States generally use one of two methods for determining who is responsible for injuries:
- Look at the “status” of the visitor and what this status says about the property owner’s responsibility. For example, was the visitor a trespasser or an invited guest?
- Look at the property conditions and what both the owner and visitor did. Did the visitor contribute to their injuries by not being careful? Had the owner taken reasonable steps to eliminate dangerous conditions?

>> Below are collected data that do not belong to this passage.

// SPDX-License-Identifier: AGPL-3.0-or-later
// Copyright (C) 2012-2025 Andrei Maltsev

//! Framed VICI message codec: segment framing, the element byte-stream, and
//! the recursive [`Value`] tree that element streams decode into.

use bytes::{Buf, BufMut, Bytes, BytesMut};
use tokio::io::{AsyncRead, AsyncReadExt, AsyncWrite, AsyncWriteExt};

use crate::vici::error::ViciError;

const ELEM_SECTION_START: u8 = 1;
const ELEM_SECTION_END: u8 = 2;
const ELEM_KEY_VALUE: u8 = 3;
const ELEM_LIST_START: u8 = 4;
const ELEM_LIST_ITEM: u8 = 5;
const ELEM_LIST_END: u8 = 6;

/// Segment kind: the single byte following the outer length prefix.
#[derive(Debug, Clone, Copy, PartialEq, Eq)]
pub enum SegmentKind {
    CmdRequest,
    CmdResponse,
    CmdUnknown,
    EventRegister,
    EventUnregister,
    EventConfirm,
    EventUnknown,
    Event,
}

impl SegmentKind {
    fn from_byte(b: u8) -> Result<Self, ViciError> {
        Ok(match b {
            0 => SegmentKind::CmdRequest,
            1 => SegmentKind::CmdResponse,
            2 => SegmentKind::CmdUnknown,
            3 => SegmentKind::EventRegister,
            4 => SegmentKind::EventUnregister,
            5 => SegmentKind::EventConfirm,
            6 => SegmentKind::EventUnknown,
            7 => SegmentKind::Event,
            _ => return Err(ViciError::MalformedFrame(format!("bad segment type {b}"))),
        })
    }

    fn to_byte(self) -> u8 {
        match self {
            SegmentKind::CmdRequest => 0,
            SegmentKind::CmdResponse => 1,
            SegmentKind::CmdUnknown => 2,
            SegmentKind::EventRegister => 3,
            SegmentKind::EventUnregister => 4,
            SegmentKind::EventConfirm => 5,
            SegmentKind::EventUnknown => 6,
            SegmentKind::Event => 7,
        }
    }

    /// Whether this kind carries a name: the command name for a request, the
    /// event name for register/unregister/event kinds.
    fn has_name(self) -> bool {
        matches!(
            self,
            SegmentKind::CmdRequest
                | SegmentKind::EventRegister
                | SegmentKind::EventUnregister
                | SegmentKind::Event
        )
    }

    /// Whether this kind carries an element-stream body.
    fn has_body(self) -> bool {
        matches!(
            self,
            SegmentKind::CmdRequest | SegmentKind::CmdResponse | SegmentKind::Event
        )
    }
}

/// A single decoded VICI segment: kind, optional name, optional body.
#[derive(Debug, Clone)]
pub struct Segment {
    pub kind: SegmentKind,
    pub name: Option<String>,
    pub body: Value,
}

impl Segment {
    pub fn named(kind: SegmentKind, name: impl Into<String>, body: Value) -> Self {
        Self { kind, name: Some(name.into()), body: body_or_empty(kind, body) }
    }
}

fn body_or_empty(kind: SegmentKind, body: Value) -> Value {
    if kind.has_body() { body } else { Value::Section(OrderedMap::new()) }
}

/// A value in the recursive VICI element tree.
///
/// `Section` preserves insertion order and allows duplicate keys to survive
/// decode as `key##N` per the wire format's duplicate-key convention.
#[derive(Debug, Clone, PartialEq)]
pub enum Value {
    Str(String),
    List(Vec<String>),
    Section(OrderedMap),
}

impl Value {
    pub fn as_str(&self) -> Option<&str> {
        match self {
            Value::Str(s) => Some(s),
            _ => None,
        }
    }

    pub fn as_list(&self) -> Option<&[String]> {
        match self {
            Value::List(l) => Some(l),
            _ => None,
        }
    }

    pub fn as_section(&self) -> Option<&OrderedMap> {
        match self {
            Value::Section(m) => Some(m),
            _ => None,
        }
    }
}

/// Insertion-ordered string-keyed map, since a plain `HashMap` cannot hold
/// the duplicate keys the wire format permits before renaming.
#[derive(Debug, Clone, Default, PartialEq)]
pub struct OrderedMap(Vec<(String, Value)>);

impl OrderedMap {
    pub fn new() -> Self {
        Self(Vec::new())
    }

    pub fn get(&self, key: &str) -> Option<&Value> {
        self.0.iter().find(|(k, _)| k == key).map(|(_, v)| v)
    }

    pub fn iter(&self) -> impl Iterator<Item = &(String, Value)> {
        self.0.iter()
    }

    pub fn len(&self) -> usize {
        self.0.len()
    }

    pub fn is_empty(&self) -> bool {
        self.0.is_empty()
    }

    fn contains_key(&self, key: &str) -> bool {
        self.0.iter().any(|(k, _)| k == key)
    }

    /// Inserts `value` under `key`, renaming to `key##N` (smallest unused N,
    /// starting at 0) when `key` is already present.
    pub fn insert_dedup(&mut self, key: String, value: Value) {
        if !self.contains_key(&key) {
            self.0.push((key, value));
            return;
        }
        let mut n = 0u32;
        loop {
            let candidate = format!("{key}##{n}");
            if !self.contains_key(&candidate) {
                self.0.push((candidate, value));
                return;
            }
            n += 1;
        }
    }

    /// Inserts without dedup, for callers building a section they know has
    /// no duplicate keys (e.g. typed-request builders).
    pub fn push(&mut self, key: impl Into<String>, value: Value) {
        self.0.push((key.into(), value));
    }
}

impl FromIterator<(String, Value)> for OrderedMap {
    fn from_iter<T: IntoIterator<Item = (String, Value)>>(iter: T) -> Self {
        let mut m = OrderedMap::new();
        for (k, v) in iter {
            m.push(k, v);
        }
        m
    }
}

// ---- string length helpers ----

fn write_string1(buf: &mut BytesMut, s: &str) -> Result<(), ViciError> {
    let bytes = s.as_bytes();
    if bytes.len() > u8::MAX as usize {
        return Err(ViciError::EncodingTooLong(s.len()));
    }
    buf.put_u8(bytes.len() as u8);
    buf.put_slice(bytes);
    Ok(())
}

fn write_string2(buf: &mut BytesMut, s: &str) -> Result<(), ViciError> {
    let bytes = s.as_bytes();
    if bytes.len() > u16::MAX as usize {
        return Err(ViciError::EncodingTooLong(s.len()));
    }
    buf.put_u16(bytes.len() as u16);
    buf.put_slice(bytes);
    Ok(())
}

fn read_string1(buf: &mut Bytes) -> Result<String, ViciError> {
    if buf.is_empty() {
        return Err(ViciError::Truncated);
    }
    let len = buf.get_u8() as usize;
    if buf.len() < len {
        return Err(ViciError::Truncated);
    }
    let s = buf.split_to(len);
    String::from_utf8(s.to_vec()).map_err(|e| ViciError::MalformedFrame(e.to_string()))
}

fn read_string2(buf: &mut Bytes) -> Result<String, ViciError> {
    if buf.len() < 2 {
        return Err(ViciError::Truncated);
    }
    let len = buf.get_u16() as usize;
    if buf.len() < len {
        return Err(ViciError::Truncated);
    }
    let s = buf.split_to(len);
    String::from_utf8(s.to_vec()).map_err(|e| ViciError::MalformedFrame(e.to_string()))
}

// ---- element-stream encode ----

fn write_value(buf: &mut BytesMut, key: Option<&str>, value: &Value) -> Result<(), ViciError> {
    match value {
        Value::Str(s) => {
            buf.put_u8(ELEM_KEY_VALUE);
            write_string1(buf, key.unwrap_or_default())?;
            write_string2(buf, s)?;
        },
        Value::List(items) => {
            buf.put_u8(ELEM_LIST_START);
            write_string1(buf, key.unwrap_or_default())?;
            for item in items {
                buf.put_u8(ELEM_LIST_ITEM);
                write_string2(buf, item)?;
            }
            buf.put_u8(ELEM_LIST_END);
        },
        Value::Section(map) => {
            buf.put_u8(ELEM_SECTION_START);
            write_string1(buf, key.unwrap_or_default())?;
            for (k, v) in map.iter() {
                write_value(buf, Some(k), v)?;
            }
            buf.put_u8(ELEM_SECTION_END);
        },
    }
    Ok(())
}

fn encode_section(section: &OrderedMap) -> Result<BytesMut, ViciError> {
    let mut buf = BytesMut::new();
    for (k, v) in section.iter() {
        write_value(&mut buf, Some(k), v)?;
    }
    Ok(buf)
}

// ---- element-stream decode ----

/// Decodes a top-level section body (no enclosing SECTION_START/END pair),
/// consuming elements until `buf` is exhausted.
fn decode_root_section(buf: &mut Bytes) -> Result<OrderedMap, ViciError> {
    let mut map = OrderedMap::new();
    while !buf.is_empty() {
        let elem = buf.get_u8();
        match elem {
            ELEM_KEY_VALUE => {
                let key = read_string1(buf)?;
                let val = read_string2(buf)?;
                map.insert_dedup(key, Value::Str(val));
            },
            ELEM_LIST_START => {
                let key = read_string1(buf)?;
                let list = decode_list(buf)?;
                map.insert_dedup(key, Value::List(list));
            },
            ELEM_SECTION_START => {
                let key = read_string1(buf)?;
                let nested = decode_section(buf)?;
                map.insert_dedup(key, Value::Section(nested));
            },
            other => return Err(ViciError::MalformedFrame(format!("unexpected element {other}"))),
        }
    }
    Ok(map)
}

/// Decodes a nested section body up to its terminating SECTION_END.
fn decode_section(buf: &mut Bytes) -> Result<OrderedMap, ViciError> {
    let mut map = OrderedMap::new();
    loop {
        if buf.is_empty() {
            return Err(ViciError::Truncated);
        }
        let elem = buf.get_u8();
        match elem {
            ELEM_SECTION_END => return Ok(map),
            ELEM_KEY_VALUE => {
                let key = read_string1(buf)?;
                let val = read_string2(buf)?;
                map.insert_dedup(key, Value::Str(val));
            },
            ELEM_LIST_START => {
                let key = read_string1(buf)?;
                let list = decode_list(buf)?;
                map.insert_dedup(key, Value::List(list));
            },
            ELEM_SECTION_START => {
                let key = read_string1(buf)?;
                let nested = decode_section(buf)?;
                map.insert_dedup(key, Value::Section(nested));
            },
            other => return Err(ViciError::MalformedFrame(format!("unexpected element {other}"))),
        }
    }
}

fn decode_list(buf: &mut Bytes) -> Result<Vec<String>, ViciError> {
    let mut items = Vec::new();
    loop {
        if buf.is_empty() {
            return Err(ViciError::Truncated);
        }
        let elem = buf.get_u8();
        match elem {
            ELEM_LIST_END => return Ok(items),
            ELEM_LIST_ITEM => items.push(read_string2(buf)?),
            other => return Err(ViciError::MalformedFrame(format!("unexpected element {other} in list"))),
        }
    }
}

// ---- segment framing ----

pub async fn write_segment<W: AsyncWrite + Unpin>(
    w: &mut W,
    segment: &Segment,
) -> Result<(), ViciError> {
    let mut body_buf = BytesMut::new();
    body_buf.put_u8(segment.kind.to_byte());
    if segment.kind.has_name() {
        write_string1(&mut body_buf, segment.name.as_deref().unwrap_or_default())?;
    }
    if segment.kind.has_body()
        && let Value::Section(map) = &segment.body
    {
        let encoded = encode_section(map)?;
        body_buf.extend_from_slice(&encoded);
    }

    if body_buf.len() > u32::MAX as usize {
        return Err(ViciError::EncodingTooLong(body_buf.len()));
    }

    let mut framed = BytesMut::with_capacity(4 + body_buf.len());
    framed.put_u32(body_buf.len() as u32);
    framed.extend_from_slice(&body_buf);

    w.write_all(&framed).await.map_err(|e| ViciError::Transport(e.to_string()))?;
    w.flush().await.map_err(|e| ViciError::Transport(e.to_string()))?;
    Ok(())
}

pub async fn read_segment<R: AsyncRead + Unpin>(r: &mut R) -> Result<Segment, ViciError> {
    let mut len_buf = [0u8; 4];
    match r.read_exact(&mut len_buf).await {
        Ok(_) => {},
        Err(e) if e.kind() == std::io::ErrorKind::UnexpectedEof => {
            return Err(ViciError::Transport("connection closed".into()));
        },
        Err(e) => return Err(ViciError::Transport(e.to_string())),
    }
    let len = u32::from_be_bytes(len_buf) as usize;
    if len == 0 {
        return Err(ViciError::Truncated);
    }

    let mut body = vec![0u8; len];
    r.read_exact(&mut body).await.map_err(|e| ViciError::Transport(e.to_string()))?;
    let mut body = Bytes::from(body);

    if body.is_empty() {
        return Err(ViciError::Truncated);
    }
    let kind = SegmentKind::from_byte(body.get_u8())?;

    let name = if kind.has_name() { Some(read_string1(&mut body)?) } else { None };

    let section = if kind.has_body() { decode_root_section(&mut body) } else { Ok(OrderedMap::new()) }?;

    Ok(Segment { kind, name, body: Value::Section(section) })
}

#[cfg(test)]
mod tests {
    use super::*;

    fn section(pairs: Vec<(&str, Value)>) -> Value {
        let mut m = OrderedMap::new();
        for (k, v) in pairs {
            m.push(k, v);
        }
        Value::Section(m)
    }

    #[tokio::test]
    async fn round_trips_plain_request() {
        let body = section(vec![
            ("name", Value::Str("foo".into())),
            ("children", Value::List(vec!["a".into(), "b".into()])),
        ]);
        let seg = Segment::named(SegmentKind::CmdRequest, "version", body);

        let mut buf = Vec::new();
        write_segment(&mut buf, &seg).await.expect("encode");

        let mut cursor = Bytes::from(buf);
        let decoded = read_segment(&mut cursor).await.expect("decode");

        assert_eq!(decoded.kind, SegmentKind::CmdRequest);
        assert_eq!(decoded.name.as_deref(), Some("version"));
        assert_eq!(
            decoded.body.as_section().expect("section").get("name").expect("name").as_str(),
            Some("foo")
        );
        assert_eq!(
            decoded.body.as_section().expect("section").get("children").expect("children").as_list(),
            Some(&["a".to_string(), "b".to_string()][..])
        );
    }

    #[tokio::test]
    async fn round_trips_named_event_segment() {
        let seg = Segment::named(SegmentKind::EventRegister, "ike-updown", Value::Section(OrderedMap::new()));
        let mut buf = Vec::new();
        write_segment(&mut buf, &seg).await.expect("encode");

        let mut cursor = Bytes::from(buf);
        let decoded = read_segment(&mut cursor).await.expect("decode");
        assert_eq!(decoded.kind, SegmentKind::EventRegister);
        assert_eq!(decoded.name.as_deref(), Some("ike-updown"));
    }

    #[tokio::test]
    async fn duplicate_keys_survive_as_suffixed() {
        let mut m = OrderedMap::new();
        m.insert_dedup("child".into(), Value::Str("one".into()));
        m.insert_dedup("child".into(), Value::Str("two".into()));
        m.insert_dedup("child".into(), Value::Str("three".into()));

        assert_eq!(m.get("child").expect("child").as_str(), Some("one"));
        assert_eq!(m.get("child##0").expect("child##0").as_str(), Some("two"));
        assert_eq!(m.get("child##1").expect("child##1").as_str(), Some("three"));
    }

    #[tokio::test]
    async fn truncated_frame_is_rejected() {
        // length prefix claims 10 bytes, body only has 2
        let mut buf = BytesMut::new();
        buf.put_u32(10);
        buf.put_slice(&[0u8, 1]);
        let mut cursor = buf.freeze();
        let err = read_segment(&mut cursor).await.unwrap_err();
        assert!(matches!(err, ViciError::Transport(_)));
    }
}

This article will give an overview of what generally must be proven in a premises liability case. If you have been injured, it’s a good idea to speak with a premises liability lawyer in your area to understand how your state handles this area of law.
Types of Premises Liability Accidents
There are as many types of premises liability cases as there are types of accidents that can happen on a property.
Some common types of accidents resulting in premises liability cases include:
- A customer at a department or grocery store slips and falls on a slick or wet floor
- Someone is injured on a public sidewalk—for example, due to icy conditions or inadequate maintenance
- Defective equipment or machinery—for example, broken elevators, escalators, or moving walkways
- Someone is injured while riding a rollercoaster at an amusement park
- Swimming pools accidents (often involving children) due to improperly maintained premises or lack of lifeguard supervision
- Dog bites occurring in someone’s yard or home
Fall accidents and other premises liability injuries can range from minor scratches or bruises to serious injuries, including:
- Broken bones
- Concussions and brain injuries
Depending on how severe the injuries, expenses resulting from an accident can be significant. An injured person might face medical bills as well as lost wages due to missing work.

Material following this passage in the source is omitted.